What the exercise asks:
List each line of the data in which the string "ModelInput" appears.

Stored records

──────────────────────────────

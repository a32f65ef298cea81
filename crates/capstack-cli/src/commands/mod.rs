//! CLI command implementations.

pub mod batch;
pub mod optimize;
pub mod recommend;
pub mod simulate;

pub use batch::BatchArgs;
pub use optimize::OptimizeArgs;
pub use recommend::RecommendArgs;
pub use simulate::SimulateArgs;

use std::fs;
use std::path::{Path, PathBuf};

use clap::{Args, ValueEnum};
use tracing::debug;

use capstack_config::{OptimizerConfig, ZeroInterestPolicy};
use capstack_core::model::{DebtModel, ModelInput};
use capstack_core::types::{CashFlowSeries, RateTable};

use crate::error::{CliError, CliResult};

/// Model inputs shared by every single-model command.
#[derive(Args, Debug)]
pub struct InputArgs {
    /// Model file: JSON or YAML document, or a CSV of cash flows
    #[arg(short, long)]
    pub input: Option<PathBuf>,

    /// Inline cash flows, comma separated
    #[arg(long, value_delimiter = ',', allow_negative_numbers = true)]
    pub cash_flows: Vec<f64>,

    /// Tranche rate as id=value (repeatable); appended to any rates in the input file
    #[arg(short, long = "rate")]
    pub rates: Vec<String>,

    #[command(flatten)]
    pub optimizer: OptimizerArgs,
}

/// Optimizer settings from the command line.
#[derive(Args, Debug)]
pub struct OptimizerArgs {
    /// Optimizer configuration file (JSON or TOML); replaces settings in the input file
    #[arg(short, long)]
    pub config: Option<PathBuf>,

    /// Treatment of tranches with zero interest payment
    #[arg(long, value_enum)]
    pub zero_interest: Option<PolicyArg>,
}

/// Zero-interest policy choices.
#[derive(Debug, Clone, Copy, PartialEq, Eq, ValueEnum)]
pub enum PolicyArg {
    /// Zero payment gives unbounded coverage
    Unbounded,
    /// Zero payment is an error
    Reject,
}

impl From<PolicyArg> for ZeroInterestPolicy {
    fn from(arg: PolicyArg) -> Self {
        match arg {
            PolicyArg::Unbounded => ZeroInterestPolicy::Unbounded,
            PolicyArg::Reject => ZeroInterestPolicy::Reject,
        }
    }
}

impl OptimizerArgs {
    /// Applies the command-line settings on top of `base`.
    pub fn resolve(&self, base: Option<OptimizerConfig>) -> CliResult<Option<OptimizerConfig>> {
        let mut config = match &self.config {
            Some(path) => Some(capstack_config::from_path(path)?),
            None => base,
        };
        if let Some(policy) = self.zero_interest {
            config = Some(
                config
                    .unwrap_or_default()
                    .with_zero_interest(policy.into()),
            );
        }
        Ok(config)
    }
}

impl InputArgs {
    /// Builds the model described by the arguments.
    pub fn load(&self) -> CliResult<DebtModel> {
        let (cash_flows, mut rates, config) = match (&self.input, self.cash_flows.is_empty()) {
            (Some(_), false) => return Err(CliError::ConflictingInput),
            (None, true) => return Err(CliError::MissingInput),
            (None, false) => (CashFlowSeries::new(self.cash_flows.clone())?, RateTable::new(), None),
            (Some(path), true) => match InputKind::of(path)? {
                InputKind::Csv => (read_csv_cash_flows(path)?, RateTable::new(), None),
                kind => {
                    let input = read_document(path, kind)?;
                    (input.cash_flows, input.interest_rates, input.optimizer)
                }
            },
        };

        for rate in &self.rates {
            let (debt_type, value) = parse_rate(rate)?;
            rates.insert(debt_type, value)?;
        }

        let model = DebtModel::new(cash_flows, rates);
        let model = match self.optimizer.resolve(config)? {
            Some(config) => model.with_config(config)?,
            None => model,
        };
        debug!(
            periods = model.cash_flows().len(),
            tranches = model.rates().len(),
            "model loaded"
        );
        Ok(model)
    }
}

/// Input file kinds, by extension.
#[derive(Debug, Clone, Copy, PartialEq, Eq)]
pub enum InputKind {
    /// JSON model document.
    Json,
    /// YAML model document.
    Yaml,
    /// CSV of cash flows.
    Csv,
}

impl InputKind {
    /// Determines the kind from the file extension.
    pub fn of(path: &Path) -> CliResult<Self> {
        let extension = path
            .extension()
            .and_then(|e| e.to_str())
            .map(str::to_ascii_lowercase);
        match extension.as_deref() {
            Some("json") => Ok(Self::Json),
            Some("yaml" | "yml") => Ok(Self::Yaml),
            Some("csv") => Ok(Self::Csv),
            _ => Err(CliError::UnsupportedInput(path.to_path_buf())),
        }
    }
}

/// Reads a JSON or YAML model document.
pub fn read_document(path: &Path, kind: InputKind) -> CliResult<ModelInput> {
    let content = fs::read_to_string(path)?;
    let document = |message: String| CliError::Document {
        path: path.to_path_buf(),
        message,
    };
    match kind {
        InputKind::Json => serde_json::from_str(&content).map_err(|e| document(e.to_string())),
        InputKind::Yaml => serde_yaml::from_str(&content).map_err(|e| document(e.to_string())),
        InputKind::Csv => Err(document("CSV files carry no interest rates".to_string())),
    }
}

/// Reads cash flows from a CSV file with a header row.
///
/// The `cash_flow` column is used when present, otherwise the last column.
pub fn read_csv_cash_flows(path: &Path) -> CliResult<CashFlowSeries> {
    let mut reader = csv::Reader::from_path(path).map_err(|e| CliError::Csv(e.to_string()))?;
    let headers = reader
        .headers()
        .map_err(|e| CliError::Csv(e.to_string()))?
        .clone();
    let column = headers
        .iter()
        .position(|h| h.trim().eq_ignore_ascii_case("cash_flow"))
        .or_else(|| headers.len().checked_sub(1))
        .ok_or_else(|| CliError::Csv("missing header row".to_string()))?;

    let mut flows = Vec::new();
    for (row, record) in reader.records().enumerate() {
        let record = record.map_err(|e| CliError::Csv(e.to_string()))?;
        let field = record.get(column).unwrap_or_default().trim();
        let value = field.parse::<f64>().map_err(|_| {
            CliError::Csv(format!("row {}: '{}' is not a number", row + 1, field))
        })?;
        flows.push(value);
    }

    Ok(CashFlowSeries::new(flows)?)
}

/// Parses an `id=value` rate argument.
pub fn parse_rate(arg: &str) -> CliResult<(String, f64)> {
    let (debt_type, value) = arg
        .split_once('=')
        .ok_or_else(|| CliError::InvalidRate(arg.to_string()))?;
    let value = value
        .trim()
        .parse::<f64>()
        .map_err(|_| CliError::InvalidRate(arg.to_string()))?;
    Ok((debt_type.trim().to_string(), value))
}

──────────────────────────────

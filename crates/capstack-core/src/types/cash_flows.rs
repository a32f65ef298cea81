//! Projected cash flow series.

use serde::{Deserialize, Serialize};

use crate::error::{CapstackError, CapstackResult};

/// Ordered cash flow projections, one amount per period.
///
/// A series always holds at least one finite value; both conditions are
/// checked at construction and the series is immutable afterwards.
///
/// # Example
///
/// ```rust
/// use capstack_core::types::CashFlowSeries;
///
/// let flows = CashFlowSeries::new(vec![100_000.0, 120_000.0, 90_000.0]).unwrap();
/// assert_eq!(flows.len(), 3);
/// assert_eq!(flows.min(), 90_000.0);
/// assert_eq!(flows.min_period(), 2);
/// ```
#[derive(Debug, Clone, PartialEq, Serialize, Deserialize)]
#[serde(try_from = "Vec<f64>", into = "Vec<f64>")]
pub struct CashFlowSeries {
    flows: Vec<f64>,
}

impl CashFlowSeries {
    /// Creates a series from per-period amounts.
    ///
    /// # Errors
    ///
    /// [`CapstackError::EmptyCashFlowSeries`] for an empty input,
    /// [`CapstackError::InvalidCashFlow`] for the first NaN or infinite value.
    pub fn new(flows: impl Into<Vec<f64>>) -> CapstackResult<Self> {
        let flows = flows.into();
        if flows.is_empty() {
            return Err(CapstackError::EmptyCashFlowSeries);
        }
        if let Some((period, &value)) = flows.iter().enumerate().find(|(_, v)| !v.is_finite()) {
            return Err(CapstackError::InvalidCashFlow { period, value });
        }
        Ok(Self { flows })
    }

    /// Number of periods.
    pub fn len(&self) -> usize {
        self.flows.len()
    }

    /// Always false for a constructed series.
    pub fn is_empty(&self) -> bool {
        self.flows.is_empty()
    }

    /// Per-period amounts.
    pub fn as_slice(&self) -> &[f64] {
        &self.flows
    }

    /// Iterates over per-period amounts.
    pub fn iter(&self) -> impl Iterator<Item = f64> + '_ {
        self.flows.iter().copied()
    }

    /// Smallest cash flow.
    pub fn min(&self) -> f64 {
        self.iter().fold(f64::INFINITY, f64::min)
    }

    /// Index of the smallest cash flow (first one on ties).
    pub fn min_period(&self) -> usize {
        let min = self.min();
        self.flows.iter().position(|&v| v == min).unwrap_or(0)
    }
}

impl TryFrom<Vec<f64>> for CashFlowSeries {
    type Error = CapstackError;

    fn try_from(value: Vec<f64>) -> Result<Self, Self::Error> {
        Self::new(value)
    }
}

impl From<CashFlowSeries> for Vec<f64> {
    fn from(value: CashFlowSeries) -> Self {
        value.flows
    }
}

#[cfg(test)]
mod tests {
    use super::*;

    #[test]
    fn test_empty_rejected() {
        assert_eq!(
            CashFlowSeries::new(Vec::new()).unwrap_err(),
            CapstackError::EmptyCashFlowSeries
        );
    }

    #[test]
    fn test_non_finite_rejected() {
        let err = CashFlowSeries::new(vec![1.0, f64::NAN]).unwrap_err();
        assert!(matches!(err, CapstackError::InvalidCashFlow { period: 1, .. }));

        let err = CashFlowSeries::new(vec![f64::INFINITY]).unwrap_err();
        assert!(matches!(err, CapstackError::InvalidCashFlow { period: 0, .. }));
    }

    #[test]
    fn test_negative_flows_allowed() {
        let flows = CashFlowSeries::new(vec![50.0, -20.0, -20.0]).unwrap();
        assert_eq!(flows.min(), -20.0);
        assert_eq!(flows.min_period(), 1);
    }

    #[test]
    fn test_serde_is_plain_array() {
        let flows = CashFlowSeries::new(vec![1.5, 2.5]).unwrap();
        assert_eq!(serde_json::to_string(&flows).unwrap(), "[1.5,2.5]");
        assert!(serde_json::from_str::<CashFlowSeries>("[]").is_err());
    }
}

──────────────────────────────

Output for this exercise:
use capstack_core::model::{DebtModel, ModelInput};
pub fn read_document(path: &Path, kind: InputKind) -> CliResult<ModelInput> {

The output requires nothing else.